# Exercise goal
Go through the lines of the material and tally those with the string "instrument"; reply with the number alone.

# Supplied material
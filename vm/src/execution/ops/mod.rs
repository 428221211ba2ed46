//! Instruction handlers, grouped by family.

#[macro_use]
mod macros;

mod arithmetic;
mod bitwise;
mod environment;
mod flow;
mod memory;
mod system;

use tracing::instrument;

use super::{context, ExecutionContext, VmError};
use crate::opcodes::Opcode;

impl Opcode {
    /// Executes this instruction against the context. The program counter
    /// already points past the opcode byte.
    #[instrument(level = "trace", skip(ctx), fields(pc = ctx.pc - 1, depth = ctx.stack.len()))]
    pub(crate) fn execute(self, ctx: &mut ExecutionContext) -> Result<(), VmError> {
        match self {
            Opcode::Stop => flow::stop(ctx),
            Opcode::Add => arithmetic::add(ctx),
            Opcode::Mul => arithmetic::mul(ctx),
            Opcode::Sub => arithmetic::sub(ctx),
            Opcode::Div => arithmetic::div(ctx),
            Opcode::SDiv => arithmetic::sdiv(ctx),
            Opcode::Mod => arithmetic::modulo(ctx),
            Opcode::SMod => arithmetic::smod(ctx),
            Opcode::AddMod => arithmetic::addmod(ctx),
            Opcode::MulMod => arithmetic::mulmod(ctx),
            Opcode::Exp => arithmetic::exp(ctx),
            Opcode::SignExtend => arithmetic::signextend(ctx),

            Opcode::Lt => bitwise::lt(ctx),
            Opcode::Gt => bitwise::gt(ctx),
            Opcode::Slt => bitwise::slt(ctx),
            Opcode::Sgt => bitwise::sgt(ctx),
            Opcode::Eq => bitwise::eq(ctx),
            Opcode::IsZero => bitwise::iszero(ctx),
            Opcode::And => bitwise::and(ctx),
            Opcode::Or => bitwise::or(ctx),
            Opcode::Xor => bitwise::xor(ctx),
            Opcode::Not => bitwise::not(ctx),
            Opcode::Byte => bitwise::byte(ctx),
            Opcode::Shl => bitwise::shl(ctx),
            Opcode::Shr => bitwise::shr(ctx),
            Opcode::Sar => bitwise::sar(ctx),

            Opcode::Sha3 => memory::sha3(ctx),

            Opcode::Address => environment::address(ctx),
            Opcode::Origin => environment::origin(ctx),
            Opcode::Caller => environment::caller(ctx),
            Opcode::CallValue => environment::callvalue(ctx),
            Opcode::CallDataLoad => environment::calldataload(ctx),
            Opcode::CallDataSize => environment::calldatasize(ctx),
            Opcode::CallDataCopy => environment::calldatacopy(ctx),
            Opcode::CodeSize => environment::codesize(ctx),
            Opcode::CodeCopy => environment::codecopy(ctx),
            Opcode::ReturnDataSize => environment::returndatasize(ctx),
            Opcode::ReturnDataCopy => environment::returndatacopy(ctx),

            Opcode::Pop => flow::pop(ctx),
            Opcode::MLoad => memory::mload(ctx),
            Opcode::MStore => memory::mstore(ctx),
            Opcode::MStore8 => memory::mstore8(ctx),
            Opcode::SLoad => system::sload(ctx),
            Opcode::SStore => system::sstore(ctx),
            Opcode::Jump => flow::jump(ctx),
            Opcode::JumpI => flow::jumpi(ctx),
            Opcode::Pc => flow::pc(ctx),
            Opcode::MSize => memory::msize(ctx),
            Opcode::Gas => environment::gas(ctx),
            Opcode::JumpDest => flow::jumpdest(ctx),

            op if op.push_size().is_some() => flow::push(ctx, op),
            op if op.dup_depth().is_some() => flow::dup(ctx, op),
            op if op.swap_depth().is_some() => flow::swap(ctx, op),
            op if op.log_topics().is_some() => system::log(ctx, op),

            Opcode::Call => system::call(ctx),
            Opcode::StaticCall => system::staticcall(ctx),
            Opcode::Return => system::return_(ctx),
            Opcode::Revert => system::revert(ctx),
            Opcode::Invalid => system::invalid(ctx),

            // Account, chain and contract creation instructions.
            Opcode::Balance
            | Opcode::GasPrice
            | Opcode::ExtCodeSize
            | Opcode::ExtCodeCopy
            | Opcode::ExtCodeHash
            | Opcode::BlockHash
            | Opcode::Coinbase
            | Opcode::Timestamp
            | Opcode::Number
            | Opcode::Difficulty
            | Opcode::GasLimit
            | Opcode::Create
            | Opcode::CallCode
            | Opcode::DelegateCall
            | Opcode::Create2
            | Opcode::SelfDestruct => system::unsupported(ctx),

            _ => system::invalid(ctx),
        }
    }
}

# Response to this exercise
2